Daren Foster

Personal information
- Full name: Daren Joseph Foster
- Born: 14 March 1966 (age 60) Tottenham, London, England
- Batting: Right-handed
- Bowling: Right-arm fast-medium
- Role: Bowler

Domestic team information
- 1986–1989: Somerset
- 1991–1992: Glamorgan
- 1994–1995: Berkshire
- First-class debut: 20 August 1986 Somerset v Sussex
- Last First-class: 17 August 1992 Glamorgan v Durham
- List A debut: 12 July 1987 Somerset v Surrey
- Last List A: 27 June 1995 Berkshire v Surrey

Career statistics
| Competition | First-class | List A |
| Matches | 45 | 44 |
| Runs scored | 201 | 59 |
| Batting average | 8.37 | 8.42 |
| 100s/50s | –/– | –/– |
| Top score | 20 | 21 |
| Balls bowled | 6064 | 1898 |
| Wickets | 96 | 37 |
| Bowling average | 40.04 | 39.00 |
| 5 wickets in innings | 2 | – |
| 10 wickets in match | – | – |
| Best bowling | 6/84 | 4/26 |
| Catches/stumpings | 8/– | 5/– |
- Source: CricketArchive, 1 October 2010

= Daren Foster =

English cricketer

Daren Joseph Foster (born 14 March 1966) played first-class and List A cricket for Somerset and Glamorgan between 1986 and 1993. He was born in Tottenham, London.

==Somerset career==
Foster was a tall, slim right-arm fast-medium bowler with a whippy bowling action and a tail-end right-handed batsman. A graduate of the Haringey Cricket College in north London, Foster had one match for Middlesex's second eleven before joining Somerset for the 1986 season. He made his first-class debut towards the end of the season, opening the bowling in a rain-ruined match against Sussex with Joel Garner. Foster was not picked for Somerset's first team for the first half of the 1987 season, but played several times after that, and also made his one-day cricket debut.
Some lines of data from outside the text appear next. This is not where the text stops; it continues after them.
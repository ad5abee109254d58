//! Weighted-vote fan-in over analyzer results.

use tracing::debug;

use super::weights::EnsembleWeights;
use crate::analyzers::AnalyzerResult;
use crate::data::DrawScheme;

/// First-choice votes count double.
const RECOMMENDED_VOTE: f64 = 2.0;
const ALTERNATIVE_VOTE: f64 = 1.0;

/// Upper bound on the ensemble confidence, below the theoretical max.
pub const CONFIDENCE_CAP: f64 = 95.0;

/// The merged vote of all surviving analyzers.
#[derive(Debug, Clone, PartialEq)]
pub struct Aggregate {
    /// Every voted-for candidate, score descending, ties by ascending
    /// numeric value.
    pub ranked: Vec<(u8, f64)>,

    /// Top-`k` candidates. May be short of `k` when few analyzers
    /// voted; the quota normalizer restores the size invariant.
    pub recommended: Vec<u8>,

    /// Next-`k` candidates.
    pub alternative: Vec<u8>,

    /// Mean survivor confidence, capped at [`CONFIDENCE_CAP`].
    pub confidence: f64,

    /// `1 − (max − min) / max` over the ranked scores: 1 when the vote
    /// concentrated on equally-scored candidates, near 0 when it spread.
    pub consistency: f64,
}

/// Merges surviving analyzer results under a normalized weight table.
///
/// Each number accumulates `weight × confidence/100 × 2` per analyzer
/// recommending it and `× 1` per analyzer listing it as an alternative.
/// Analyzers absent from the table get a uniform `1/n` share.
pub fn aggregate(
    results: &[AnalyzerResult],
    weights: &EnsembleWeights,
    scheme: &DrawScheme,
) -> Aggregate {
    let mut scores = vec![0.0f64; scheme.max_number as usize + 1];

    for result in results {
        let weight = weights.resolve(&result.algorithm, results.len());
        let strength = weight * result.confidence / 100.0;
        for &n in &result.recommended {
            scores[n as usize] += strength * RECOMMENDED_VOTE;
        }
        for &n in &result.alternative {
            scores[n as usize] += strength * ALTERNATIVE_VOTE;
        }
        debug!(
            algorithm = %result.algorithm,
            weight,
            confidence = result.confidence,
            "vote accumulated"
        );
    }

    let mut ranked: Vec<(u8, f64)> = (1..=scheme.max_number)
        .filter(|&n| scores[n as usize] > 0.0)
        .map(|n| (n, scores[n as usize]))
        .collect();
    ranked.sort_by(|a, b| {
        b.1.partial_cmp(&a.1)
            .unwrap_or(std::cmp::Ordering::Equal)
            .then_with(|| a.0.cmp(&b.0))
    });

    let recommended: Vec<u8> = ranked.iter().take(scheme.picks).map(|&(n, _)| n).collect();
    let alternative: Vec<u8> = ranked
        .iter()
        .skip(scheme.picks)
        .take(scheme.picks)
        .map(|&(n, _)| n)
        .collect();

    let confidence = if results.is_empty() {
        0.0
    } else {
        let mean = results.iter().map(|r| r.confidence).sum::<f64>() / results.len() as f64;
        mean.min(CONFIDENCE_CAP)
    };

    let consistency = match (ranked.first(), ranked.last()) {
        (Some(&(_, max)), Some(&(_, min))) if max > 0.0 => 1.0 - (max - min) / max,
        _ => 0.0,
    };

    Aggregate {
        ranked,
        recommended,
        alternative,
        confidence,
        consistency,
    }
}

#[cfg(test)]
mod tests {
    use super::*;

    fn result(algorithm: &str, recommended: Vec<u8>, alternative: Vec<u8>, confidence: f64) -> AnalyzerResult {
        AnalyzerResult {
            algorithm: algorithm.into(),
            recommended,
            alternative,
            confidence,
            details: Vec::new(),
        }
    }

    #[test]
    fn test_recommended_votes_count_double() {
        let results = vec![
            result("a", vec![1], vec![2], 100.0),
            result("b", vec![2], vec![], 100.0),
        ];
        let weights = EnsembleWeights::uniform(["a", "b"]);
        let agg = aggregate(&results, &weights, &DrawScheme::default());

        // 1: 0.5 × 1.0 × 2 = 1.0; 2: 0.5 × 1 (alt) + 0.5 × 2 (rec) = 1.5.
        assert_eq!(agg.ranked[0], (2, 1.5));
        assert_eq!(agg.ranked[1], (1, 1.0));
    }

    #[test]
    fn test_ties_break_by_ascending_number() {
        let results = vec![result("a", vec![30, 7, 19], vec![], 80.0)];
        let weights = EnsembleWeights::uniform(["a"]);
        let agg = aggregate(&results, &weights, &DrawScheme::default());
        let order: Vec<u8> = agg.ranked.iter().map(|&(n, _)| n).collect();
        assert_eq!(order, vec![7, 19, 30]);
    }

    #[test]
    fn test_confidence_is_capped_mean() {
        let results = vec![
            result("a", vec![1], vec![], 92.0),
            result("b", vec![2], vec![], 88.0),
        ];
        let weights = EnsembleWeights::uniform(["a", "b"]);
        let agg = aggregate(&results, &weights, &DrawScheme::default());
        assert!((agg.confidence - 90.0).abs() < 1e-12);

        let loud = vec![
            result("a", vec![1], vec![], 100.0),
            result("b", vec![2], vec![], 100.0),
        ];
        let agg = aggregate(&loud, &weights, &DrawScheme::default());
        assert_eq!(agg.confidence, CONFIDENCE_CAP);
    }

    #[test]
    fn test_consistency_bounds() {
        // Unanimous equal scores → consistency 1.
        let results = vec![result("a", vec![1, 2, 3], vec![], 80.0)];
        let weights = EnsembleWeights::uniform(["a"]);
        let agg = aggregate(&results, &weights, &DrawScheme::default());
        assert!((agg.consistency - 1.0).abs() < 1e-12);

        // Spread vote → strictly below 1.
        let results = vec![
            result("a", vec![1], vec![2], 80.0),
            result("b", vec![1], vec![3], 80.0),
        ];
        let agg = aggregate(&results, &weights, &DrawScheme::default());
        assert!(agg.consistency > 0.0 && agg.consistency < 1.0);
    }

    #[test]
    fn test_top_and_next_k_split() {
        let results = vec![result(
            "a",
            vec![10, 11, 12, 13, 14, 15],
            vec![20, 21, 22, 23, 24, 25],
            80.0,
        )];
        let weights = EnsembleWeights::uniform(["a"]);
        let agg = aggregate(&results, &weights, &DrawScheme::default());
        assert_eq!(agg.recommended, vec![10, 11, 12, 13, 14, 15]);
        assert_eq!(agg.alternative, vec![20, 21, 22, 23, 24, 25]);
    }

    #[test]
    fn test_unknown_algorithm_gets_uniform_share() {
        let results = vec![
            result("configured", vec![1], vec![], 100.0),
            result("stranger", vec![2], vec![], 100.0),
        ];
        let weights = EnsembleWeights::new().with_weight("configured", 0.5);
        let agg = aggregate(&results, &weights, &DrawScheme::default());
        // Both end up at 0.5 × 1.0 × 2 = 1.0.
        assert_eq!(agg.ranked[0].1, agg.ranked[1].1);
    }

    #[test]
    fn test_empty_input() {
        let agg = aggregate(&[], &EnsembleWeights::new(), &DrawScheme::default());
        assert!(agg.ranked.is_empty());
        assert_eq!(agg.confidence, 0.0);
        assert_eq!(agg.consistency, 0.0);
    }
}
In 1988, he was a fairly regular member of the first-class team, and Wisden Cricketers' Almanack noted that he "offered promise for the future". The 13 first-class matches that year would be the most in any single season of Foster's career, and the 28 first-class wickets was also a personal high. His best bowling, though, was a return of four wickets for 46 against Worcestershire, and he did not take five wickets in an innings in his Somerset first-class career. In 1989, Foster played regularly in the one-day team, but had fewer first-class matches and at the end of the season he was not re-engaged by Somerset.

==Finding another county side==
At the start of the 1990 cricket season, Foster was out of a job. He played a couple of second eleven matches for Surrey early in the season and then one for Derbyshire later on. Derbyshire's opponents in this final match were Glamorgan and although Foster was not notably successful in the game, he was offered a contract by Glamorgan for the 1991 season.

==Glamorgan cricketer==
As at Somerset, Glamorgan used Foster largely as a back-up to the main opening bowlers, Steve Watkin and Mark Frost, and he played in less than 10 first-class matches in each of the two seasons he spent there. His biggest success as a bowler came in his first County Championship match for Glamorgan, against Somerset, when he took six first innings wickets for 84 runs. There was a second five-wicket innings for Foster the following season, five for 87 in the match against Durham. But this proved to be Foster's final first-class match: at the end of the season, he left Glamorgan "by mutual consent".

==Later career==
As in 1990 when he had left Somerset, Foster spent time after leaving Glamorgan seeking a further county, and he appeared in a second eleven match for Essex. In 1994, however, he joined Berkshire in the Minor Counties and in the 1995 season played one final List A match when Berkshire played Surrey in the first round of the NatWest Trophy; in this match, batting at No 11, he scored 21, his highest score in all forms of the senior game.